Duygu Zenginpaşa’dan Eşeklerin Korunması İçin Çağrı
Duygu Zenginpaşa, eşeklerin korunması için önemli bir çağrıda bulunuyor. Bu hayvanların hakları ve yaşam koşulları üzerine düşünmek, onlara daha iyi bir gelecek sunmak için harekete geçme zamanı.

Duygu Zenginpaşa’dan Eşeklerin Korunmasına Çağrı
Dipkarpaz’da doğup büyüyen Duygu Zenginpaşa, sosyal medya hesabından yaptığı etkileyici bir paylaşımla, bölgede son zamanlarda 14 eşeğin acımasızca katledilmesine sert bir tepki gösterdi.
Zenginpaşa, çocukluğunun Dipkarpaz’ın dar patikalarında, zeytin ağaçları arasında ve özgürce dolaşan eşeklerin sırtında geçtiğini vurguladı.
Bu eşeklerin, bölgenin tarihi, doğası ve kimliğiyle özdeşleşmiş canlılar olduğunu ifade etti.
Zenginpaşa, paylaşımında şu ifadeleri kullandı: “Bir zamanlar yollarımızı paylaşan, doğanın dengesi içinde yaşayan bu güzel yaratıklar hunharca katlediliyor.
Sırf var oldukları için, sırf bizden önce bu topraklarda yaşadıkları için öldürülüyorlar.” Eşeklerin öldürülmesinin, Dipkarpaz’ın ruhunun yok edilmesiyle eşdeğer olduğunu vurgulayan Zenginpaşa, bu durumun kabul edilemezliğine dikkat çekti.
Dipkarpaz’ın eşeklerinin, bölgenin kültürel mirası ve yaşayan canlıları olduğuna dikkat çeken Zenginpaşa, “Onları korumak, onlara sahip çıkmak insanlığımızın bir sınavıdır” dedi.
Ayrıca, “Bu sessiz çığlığı duymak için daha kaç canın yok olması gerekiyor?” şeklinde sordu.
Duygu Zenginpaşa’nın tam paylaşımı şöyle oldu:
“Ben Dipkarpaz’da doğdum, büyüdüm.

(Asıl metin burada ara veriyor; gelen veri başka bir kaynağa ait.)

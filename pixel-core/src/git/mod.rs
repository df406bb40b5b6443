//! Git operations for Pixel-Perfect
//!
//! Remote Next.js projects are cloned into a local cache before analysis.

mod clone;

pub use clone::{
    clone_repo, default_clones_dir, fetch_repo, is_remote, repo_name_from_url, RepoSource,
};
//! Prompt templates for the migration team
//!
//! Templates are embedded markdown with `{{VARIABLE}}` placeholders.

use std::collections::HashMap;

use crate::agent::Role;

/// Team-wide system prompt
pub const SYSTEM_PROMPT: &str = include_str!("prompts/system.md");

const ANALYZE_PROMPT: &str = include_str!("prompts/analyze.md");
const PLAN_PROMPT: &str = include_str!("prompts/plan.md");
const CONVERT_PROMPT: &str = include_str!("prompts/convert.md");
const CREATE_PROMPT: &str = include_str!("prompts/create.md");
const FIX_PROMPT: &str = include_str!("prompts/fix.md");

/// Which task a prompt is for
#[derive(Debug, Clone, Copy, PartialEq, Eq)]
pub enum PromptKind {
    Analyze,
    Plan,
    Convert,
    Create,
    Fix,
}

impl PromptKind {
    /// Role that answers this prompt
    pub fn role(&self) -> Role {
        match self {
            PromptKind::Analyze => Role::Analyzer,
            PromptKind::Plan => Role::Architect,
            PromptKind::Convert | PromptKind::Create | PromptKind::Fix => Role::Developer,
        }
    }
}

/// Get the raw template for a prompt kind
pub fn get_template(kind: PromptKind) -> &'static str {
    match kind {
        PromptKind::Analyze => ANALYZE_PROMPT,
        PromptKind::Plan => PLAN_PROMPT,
        PromptKind::Convert => CONVERT_PROMPT,
        PromptKind::Create => CREATE_PROMPT,
        PromptKind::Fix => FIX_PROMPT,
    }
}

/// System prompt for one role: the team prompt plus the role's job
pub fn system_prompt(team_prompt: Option<&str>, role: Role) -> String {
    format!(
        "{}\n\n## Your role\n\nYou are the {}. {}.",
        team_prompt.unwrap_or(SYSTEM_PROMPT).trim_end(),
        role.name(),
        role.description()
    )
}

/// Context for rendering a prompt template
#[derive(Debug, Clone, Default)]
pub struct PromptContext {
    variables: HashMap<String, String>,
}

impl PromptContext {
    /// Create a new empty context
    pub fn new() -> Self {
        Self::default()
    }

    /// Set a variable value
    pub fn set(&mut self, key: impl Into<String>, value: impl Into<String>) -> &mut Self {
        self.variables.insert(key.into(), value.into());
        self
    }

    /// Set a variable value (builder pattern)
    pub fn with(mut self, key: impl Into<String>, value: impl Into<String>) -> Self {
        self.set(key, value);
        self
    }

    /// Set a bulleted file list
    pub fn with_files(self, files: &[String]) -> Self {
        let files_str = if files.is_empty() {
            "(no files)".to_string()
        } else {
            files
                .iter()
                .map(|f| format!("- `{}`", f))
                .collect::<Vec<_>>()
                .join("\n")
        };
        self.with("FILES", files_str)
    }
}

/// Render a prompt template with the given context
pub fn render(kind: PromptKind, context: &PromptContext) -> String {
    render_template(get_template(kind), context)
}

/// Substitute `{{NAME}}` placeholders in one pass
///
/// Substituted values are copied verbatim, so braces inside source code
/// (JSX style objects, Vue interpolation) are never touched. Unset
/// placeholders become `(not specified)`.
fn render_template(template: &str, context: &PromptContext) -> String {
    let mut result = String::with_capacity(template.len());
    let mut rest = template;

    while let Some(start) = rest.find("{{") {
        result.push_str(&rest[..start]);
        let after = &rest[start + 2..];

        let name_len = after
            .find("}}")
            .filter(|&end| {
                end > 0
                    && after[..end]
                        .chars()
                        .all(|c| c.is_ascii_uppercase() || c == '_')
            });

        match name_len {
            Some(end) => {
                let name = &after[..end];
                match context.variables.get(name) {
                    Some(value) => result.push_str(value),
                    None => result.push_str("(not specified)"),
                }
                rest = &after[end + 2..];
            }
            None => {
                result.push_str("{{");
                rest = after;
            }
        }
    }

    result.push_str(rest);
    result
}

/// Build a complete prompt for a task
pub struct PromptBuilder {
    kind: PromptKind,
    context: PromptContext,
}

impl PromptBuilder {
    /// Create a new prompt builder for the given kind
    pub fn new(kind: PromptKind) -> Self {
        Self {
            kind,
            context: PromptContext::new(),
        }
    }

    /// Set the file list
    pub fn files(mut self, files: &[String]) -> Self {
        self.context = self.context.with_files(files);
        self
    }

    /// Set a custom variable
    pub fn var(mut self, key: impl Into<String>, value: impl Into<String>) -> Self {
        self.context = self.context.with(key, value);
        self
    }

    /// Build the final prompt
    pub fn build(self) -> String {
        render(self.kind, &self.context)
    }
}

Çocukluğum, Dipkarpaz’ın dar patikalarında çıplak ayakla koşarak, rüzgârın sesini dinleyerek, zeytin ağaçlarının gölgesinde hayaller kurarak geçti.
Ancak en çok, özgürce dolaşan eşeklerin sırtında geçen anılarım var aklımda.

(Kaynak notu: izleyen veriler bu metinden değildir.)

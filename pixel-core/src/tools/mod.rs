//! Tools the role agents act through

pub mod files;
pub mod shell;

pub use files::{copy_file, resolve_within, write_file};
pub use shell::{run_shell_command, ShellOutcome};
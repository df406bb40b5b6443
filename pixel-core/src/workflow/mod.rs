//! Migration workflow
//!
//! The team runs ANALYZE, PLAN and EXECUTE in order, then a bounded
//! VALIDATE/FIX loop, recording every turn in the session transcript.

pub mod history;
pub mod migration;
pub mod team;

#[cfg(feature = "database")]
pub use history::DbTranscript;
pub use history::{to_messages, MemoryTranscript, Transcript, TurnRecord, USER_ROLE};
pub use migration::{MigrationPhase, MigrationState, MigrationTransition};
pub use team::{MigrationReport, MigrationTeam};
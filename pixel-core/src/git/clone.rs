//! Fetching the Next.js source from a remote repository

use std::path::{Path, PathBuf};

use git2::Repository;
use tracing::{info, warn};

use crate::{Error, Result};

/// Where the migration reads the Next.js project from
#[derive(Debug, Clone, PartialEq, Eq)]
pub enum RepoSource {
    /// A directory on disk
    Local(PathBuf),
    /// An HTTP(S) repository URL
    Remote { url: String, name: String },
}

impl RepoSource {
    /// Classify a `--repo` argument
    pub fn parse(input: &str) -> Result<Self> {
        let input = input.trim();
        if is_remote(input) {
            let name = repo_name_from_url(input)?;
            Ok(RepoSource::Remote {
                url: input.to_string(),
                name,
            })
        } else {
            Ok(RepoSource::Local(PathBuf::from(input)))
        }
    }
}

/// Whether `input` is an HTTP(S) URL
pub fn is_remote(input: &str) -> bool {
    url::Url::parse(input.trim())
        .map(|u| matches!(u.scheme(), "http" | "https"))
        .unwrap_or(false)
}

/// Directory name for a clone: the last path segment without `.git`
pub fn repo_name_from_url(input: &str) -> Result<String> {
    let url = url::Url::parse(input.trim())
        .map_err(|e| Error::Git(format!("Invalid repository URL {}: {}", input, e)))?;

    url.path_segments()
        .and_then(|mut segments| segments.rfind(|s| !s.is_empty()))
        .map(|s| s.trim_end_matches(".git").to_string())
        .filter(|s| !s.is_empty())
        .ok_or_else(|| Error::Git(format!("Repository URL has no name: {}", input)))
}

/// Get the default clones directory
///
/// Returns `~/.cache/pixel-perfect/repos`
pub fn default_clones_dir() -> Result<PathBuf> {
    let cache_dir = dirs::cache_dir()
        .ok_or_else(|| Error::Config("Could not determine cache directory".to_string()))?;

    Ok(cache_dir.join("pixel-perfect").join("repos"))
}

/// Clone `url` into `<cache_dir>/<name>`, or fetch if it is already there
///
/// Blocking; call from `spawn_blocking` in async code.
pub fn clone_repo(url: &str, name: &str, cache_dir: Option<&Path>) -> Result<PathBuf> {
    let base_dir = match cache_dir {
        Some(dir) => dir.to_path_buf(),
        None => default_clones_dir()?,
    };
    let target_dir = base_dir.join(name);

    if target_dir.join(".git").exists() {
        fetch_repo(&target_dir);
        return Ok(target_dir);
    }

    std::fs::create_dir_all(&base_dir)
        .map_err(|e| Error::Git(format!("Failed to create clones directory: {}", e)))?;

    info!(url, target = %target_dir.display(), "Cloning repository");
    Repository::clone(url, &target_dir).map_err(|e| {
        let message = e.message().to_lowercase();
        if e.code() == git2::ErrorCode::Auth || message.contains("authentication") {
            Error::Git(format!(
                "Authentication failed for {}. Check your credentials or repository access.",
                url
            ))
        } else if message.contains("not found") || message.contains("404") {
            Error::Git(format!("Repository not found: {}. Check the URL is correct.", url))
        } else {
            Error::Git(format!("Clone of {} failed: {}", url, e.message()))
        }
    })?;

    Ok(target_dir)
}

/// Fetch origin for a cached clone
///
/// Fetch errors are logged; the cached copy stays usable.
pub fn fetch_repo(repo_path: &Path) {
    let result = Repository::open(repo_path).and_then(|repo| {
        let mut remote = repo.find_remote("origin")?;
        remote.fetch(&[] as &[&str], None, None)
    });

    match result {
        Ok(()) => info!(path = %repo_path.display(), "Fetched cached clone"),
        Err(e) => warn!(path = %repo_path.display(), error = %e.message(), "git fetch failed"),
    }
}

#[cfg(test)]
mod tests {
    use super::*;
    use tempfile::TempDir;

    fn init_repo(dir: &Path) {
        let repo = Repository::init(dir).unwrap();
        std::fs::write(dir.join("package.json"), "{}").unwrap();
        let mut index = repo.index().unwrap();
        index.add_path(Path::new("package.json")).unwrap();
        index.write().unwrap();
        let tree = repo.find_tree(index.write_tree().unwrap()).unwrap();
        let sig = git2::Signature::now("Test", "test@example.com").unwrap();
        repo.commit(Some("HEAD"), &sig, &sig, "init", &tree, &[])
            .unwrap();
    }

    #[test]
    fn test_is_remote() {
        assert!(is_remote("https://github.com/acme/shop"));
        assert!(is_remote("http://example.com/x.git"));
        assert!(!is_remote("./localapp"));
        assert!(!is_remote("/abs/path"));
        assert!(!is_remote("git@github.com:acme/shop.git"));
    }

    #[test]
    fn test_repo_name_from_url() {
        assert_eq!(
            repo_name_from_url("https://github.com/acme/shop.git").unwrap(),
            "shop"
        );
        assert_eq!(
            repo_name_from_url("https://github.com/acme/shop/").unwrap(),
            "shop"
        );
        assert!(repo_name_from_url("https://github.com/").is_err());
    }

    #[test]
    fn test_parse_source() {
        assert_eq!(
            RepoSource::parse("./app").unwrap(),
            RepoSource::Local(PathBuf::from("./app"))
        );
        assert_eq!(
            RepoSource::parse("https://github.com/acme/site.git").unwrap(),
            RepoSource::Remote {
                url: "https://github.com/acme/site.git".to_string(),
                name: "site".to_string()
            }
        );
    }

    #[test]
    fn test_clone_then_reuse() {
        let origin = TempDir::new().unwrap();
        init_repo(origin.path());
        let cache = TempDir::new().unwrap();
        let url = origin.path().to_string_lossy().to_string();

        let cloned = clone_repo(&url, "site", Some(cache.path())).unwrap();
        assert!(cloned.join("package.json").exists());

        // second call finds the clone and only fetches
        let again = clone_repo(&url, "site", Some(cache.path())).unwrap();
        assert_eq!(cloned, again);
    }

    #[test]
    fn test_clone_missing_repo() {
        let cache = TempDir::new().unwrap();
        let missing = cache.path().join("no-such-repo");
        let result = clone_repo(&missing.to_string_lossy(), "x", Some(cache.path()));
        assert!(matches!(result, Err(Error::Git(_))));
    }
}
//! CLI command implementations

pub mod analyze;
pub mod config;
pub mod migrate;
pub mod session;

use std::path::PathBuf;

use pixel_core::{ConfigStore, Settings, SettingsOverrides};

pub use analyze::AnalyzeArgs;
pub use config::{ConfigClearArgs, ConfigKeyArgs, ConfigModelArgs, ConfigProviderArgs};
pub use migrate::MigrateArgs;
pub use session::{SessionListArgs, SessionResumeArgs};

/// Config store and settings shared by every command
#[derive(Debug, Clone)]
pub struct Context {
    pub store: ConfigStore,
    pub verbose: bool,
}

impl Context {
    /// Open the user config, honouring an explicit file
    pub fn new(config_file: Option<PathBuf>, verbose: bool) -> anyhow::Result<Self> {
        let store = match config_file {
            Some(path) => ConfigStore::at(path),
            None => ConfigStore::open_default()?,
        };
        Ok(Self { store, verbose })
    }

    /// Runtime settings with command-line overrides applied
    pub fn settings(&self, overrides: SettingsOverrides) -> anyhow::Result<Settings> {
        let settings = Settings::load_with_overrides(overrides)?;
        if self.verbose {
            tracing::info!(?settings, "Settings loaded");
        }
        Ok(settings)
    }
}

Onlar bizim tarihimizin, doğamızın ve kimliğimizin ayrılmaz bir parçasıydı. Şimdi ise, yıllardır bu toprakların ruhunu taşıyan o masum gözler birer birer kapanıyor.

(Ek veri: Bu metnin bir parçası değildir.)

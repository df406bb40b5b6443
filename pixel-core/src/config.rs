//! User configuration store for Pixel-Perfect
//!
//! Persists the active provider, API keys per provider and model overrides to
//! `~/.config/pixel-perfect/config.json`. The file holds credentials, so it is
//! written with owner-only permissions on Unix.
//!
//! Key lookup priority:
//! 1. Keys saved with `config-key`
//! 2. The provider's environment variable (comma-separated list)

use std::collections::{BTreeMap, HashMap};
use std::fmt;
use std::path::{Path, PathBuf};

use serde::{Deserialize, Serialize};
use tracing::{debug, warn};

use crate::providers;
use crate::{Error, Result};

/// Environment variable that relocates the config file
pub const CONFIG_FILE_ENV: &str = "PIXEL_CONFIG_FILE";

/// Persisted user settings
#[derive(Debug, Clone, Default, PartialEq, Eq, Deserialize, Serialize)]
#[serde(default)]
pub struct UserConfig {
    /// Active provider name
    #[serde(skip_serializing_if = "Option::is_none")]
    pub provider: Option<String>,

    /// Ordered credentials per provider; order is the rotation order
    pub api_keys: BTreeMap<String, Vec<String>>,

    /// Model overrides per provider
    pub models: BTreeMap<String, String>,
}

/// Where environment variables are read from
#[derive(Debug, Clone, Default)]
pub enum EnvSource {
    /// The process environment
    #[default]
    Process,
    /// A fixed set of variables
    Fixed(HashMap<String, String>),
}

impl EnvSource {
    /// Read a variable
    pub fn var(&self, name: &str) -> Option<String> {
        match self {
            EnvSource::Process => std::env::var(name).ok(),
            EnvSource::Fixed(vars) => vars.get(name).cloned(),
        }
    }
}

/// Split a comma-separated key list, trimming and dropping empty pieces
pub fn split_keys(raw: &str) -> Vec<String> {
    raw.split(',')
        .map(str::trim)
        .filter(|k| !k.is_empty())
        .map(str::to_string)
        .collect()
}

/// Mask a credential for display
///
/// Keys longer than 12 characters show their first 8 and last 4 characters;
/// anything shorter is fully hidden.
pub fn mask_key(key: &str) -> String {
    let chars: Vec<char> = key.chars().collect();
    if chars.len() > 12 {
        let head: String = chars[..8].iter().collect();
        let tail: String = chars[chars.len() - 4..].iter().collect();
        format!("{}...{}", head, tail)
    } else {
        "***".to_string()
    }
}

/// Display record produced by [`ConfigStore::show_config`]
#[derive(Debug, Clone, PartialEq, Eq, Serialize)]
pub struct ConfigView {
    /// Active provider
    pub provider: String,
    /// Model that provider will use
    pub model: String,
    /// Masked persisted keys per provider
    pub api_keys: BTreeMap<String, Vec<String>>,
    /// Location of the config file
    pub config_file: PathBuf,
}

impl fmt::Display for ConfigView {
    fn fmt(&self, f: &mut fmt::Formatter<'_>) -> fmt::Result {
        writeln!(f, "Provider: {}", self.provider)?;
        writeln!(f, "Model: {}", self.model)?;
        writeln!(f, "API keys:")?;
        if self.api_keys.values().all(Vec::is_empty) {
            writeln!(f, "  (none saved - environment variables are used)")?;
        }
        for (provider, keys) in &self.api_keys {
            if keys.is_empty() {
                continue;
            }
            writeln!(f, "  {}:", provider)?;
            for key in keys {
                writeln!(f, "    - {}", key)?;
            }
        }
        write!(f, "Config file: {}", self.config_file.display())
    }
}

/// Reads and writes the user config file
///
/// Every mutation rewrites the whole file immediately; nothing is cached
/// between calls.
#[derive(Debug, Clone)]
pub struct ConfigStore {
    path: PathBuf,
    env: EnvSource,
}

impl ConfigStore {
    /// Store backed by a specific file
    pub fn at(path: impl Into<PathBuf>) -> Self {
        Self {
            path: path.into(),
            env: EnvSource::Process,
        }
    }

    /// Store at the default location, honouring `PIXEL_CONFIG_FILE`
    pub fn open_default() -> Result<Self> {
        if let Ok(path) = std::env::var(CONFIG_FILE_ENV) {
            if !path.trim().is_empty() {
                return Ok(Self::at(path.trim()));
            }
        }
        let path = Self::default_config_path()
            .ok_or_else(|| Error::Config("Could not determine config directory".to_string()))?;
        Ok(Self::at(path))
    }

    /// Replace the environment used for key fallback
    pub fn with_env(mut self, env: EnvSource) -> Self {
        self.env = env;
        self
    }

    /// Get the default config file path
    ///
    /// Returns `~/.config/pixel-perfect/config.json` on Linux
    pub fn default_config_path() -> Option<PathBuf> {
        dirs::config_dir().map(|p| p.join("pixel-perfect").join("config.json"))
    }

    /// Path of the backing file
    pub fn path(&self) -> &Path {
        &self.path
    }

    /// Environment used for key fallback
    pub fn env(&self) -> &EnvSource {
        &self.env
    }

    /// Load the file, or an empty config if it does not exist
    pub fn load(&self) -> Result<UserConfig> {
        if !self.path.exists() {
            return Ok(UserConfig::default());
        }
        let contents = std::fs::read_to_string(&self.path)?;
        if contents.trim().is_empty() {
            return Ok(UserConfig::default());
        }
        serde_json::from_str(&contents).map_err(|e| {
            Error::Config(format!(
                "Failed to parse config file {}: {}",
                self.path.display(),
                e
            ))
        })
    }

    fn save(&self, config: &UserConfig) -> Result<()> {
        if let Some(parent) = self.path.parent() {
            if !parent.as_os_str().is_empty() {
                std::fs::create_dir_all(parent)?;
            }
        }

        let json = serde_json::to_string_pretty(config)?;
        std::fs::write(&self.path, json)?;

        #[cfg(unix)]
        {
            use std::os::unix::fs::PermissionsExt;
            let perms = std::fs::Permissions::from_mode(0o600);
            if let Err(e) = std::fs::set_permissions(&self.path, perms) {
                warn!(
                    path = %self.path.display(),
                    error = %e,
                    "Could not restrict config file permissions"
                );
            }
        }

        debug!(path = %self.path.display(), "Saved user config");
        Ok(())
    }

    fn resolve_provider(&self, config: &UserConfig, provider: Option<&str>) -> String {
        provider
            .map(str::to_string)
            .or_else(|| config.provider.clone())
            .unwrap_or_else(|| providers::primary().name.to_string())
    }

    /// Active provider, defaulting to the primary catalog entry
    pub fn get_provider(&self) -> Result<String> {
        let config = self.load()?;
        Ok(self.resolve_provider(&config, None))
    }

    /// Switch the active provider
    ///
    /// Returns false, without touching the file, for a provider outside the catalog.
    pub fn set_provider(&self, name: &str) -> Result<bool> {
        if !providers::is_supported(name) {
            debug!(provider = name, "Rejected unknown provider");
            return Ok(false);
        }
        let mut config = self.load()?;
        config.provider = Some(name.to_string());
        self.save(&config)?;
        Ok(true)
    }

    /// Keys for a provider (default: active), falling back to its environment variable
    pub fn get_api_keys(&self, provider: Option<&str>) -> Result<Vec<String>> {
        let config = self.load()?;
        let provider = self.resolve_provider(&config, provider);

        let saved = config.api_keys.get(&provider).cloned().unwrap_or_default();
        if !saved.is_empty() {
            return Ok(saved);
        }

        let from_env = providers::find(&provider)
            .and_then(|p| self.env.var(p.env_var))
            .map(|raw| split_keys(&raw))
            .unwrap_or_default();

        if !from_env.is_empty() {
            debug!(provider = %provider, count = from_env.len(), "Using API keys from environment");
        }
        Ok(from_env)
    }

    /// Append one key or a comma-separated list of keys
    ///
    /// Keys already present are skipped. Returns false for an unknown provider.
    pub fn add_api_key(&self, keys: &str, provider: Option<&str>) -> Result<bool> {
        let mut config = self.load()?;
        let provider = self.resolve_provider(&config, provider);
        if !providers::is_supported(&provider) {
            return Ok(false);
        }

        let existing = config.api_keys.entry(provider.clone()).or_default();
        let mut added = 0usize;
        for key in split_keys(keys) {
            if !existing.contains(&key) {
                existing.push(key);
                added += 1;
            }
        }

        if added > 0 {
            self.save(&config)?;
        }
        debug!(provider = %provider, added, "Added API keys");
        Ok(true)
    }

    /// Remove all saved keys for a provider
    pub fn clear_api_keys(&self, provider: Option<&str>) -> Result<()> {
        let mut config = self.load()?;
        let provider = self.resolve_provider(&config, provider);
        config.api_keys.insert(provider, Vec::new());
        self.save(&config)
    }

    /// Model for a provider: override, catalog default, or empty for unknown providers
    pub fn get_model(&self, provider: Option<&str>) -> Result<String> {
        let config = self.load()?;
        let provider = self.resolve_provider(&config, provider);

        if let Some(model) = config.models.get(&provider) {
            if !model.is_empty() {
                return Ok(model.clone());
            }
        }

        Ok(providers::find(&provider)
            .map(|p| p.default_model.to_string())
            .unwrap_or_default())
    }

    /// Persist a model override; the id is checked by the provider on first use
    pub fn set_model(&self, model: &str, provider: Option<&str>) -> Result<()> {
        let mut config = self.load()?;
        let provider = self.resolve_provider(&config, provider);
        config.models.insert(provider, model.to_string());
        self.save(&config)
    }

    /// Current configuration with every saved key masked
    pub fn show_config(&self) -> Result<ConfigView> {
        let config = self.load()?;
        let provider = self.resolve_provider(&config, None);
        let model = self.get_model(Some(&provider))?;

        let api_keys = config
            .api_keys
            .iter()
            .map(|(p, keys)| (p.clone(), keys.iter().map(|k| mask_key(k)).collect()))
            .collect();

        Ok(ConfigView {
            provider,
            model,
            api_keys,
            config_file: self.path.clone(),
        })
    }
}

Bir zamanlar yollarımızı paylaşan, doğanın dengesi içinde yaşayan bu güzel yaratıklar hunharca katlediliyor.
Sırf var oldukları için, sırf bizden önce bu topraklarda yaşadıkları için öldürülüyorlar.
Onların özgürlüğünü ellerinden almak, Dipkarpaz’ın ruhunu yok etmekten farksız. Çünkü bu topraklar sadece insanlara ait değil.
Bizler, doğayla birlikte varız, onun bir parçasıyız.
Eşeklerin çığlığı belki duyulmaz ama bu vicdanı olan herkesin yüreğinde yankılanmalı.
Dipkarpaz’ın eşekleri bir miras, bir sembol ve en önemlisi yaşayan canlar… Onları korumak, onlara sahip çıkmak insanlığımızın bir sınavıdır.
Bu sessiz çığlığı duymak için daha kaç canın yok olması gerekiyor?”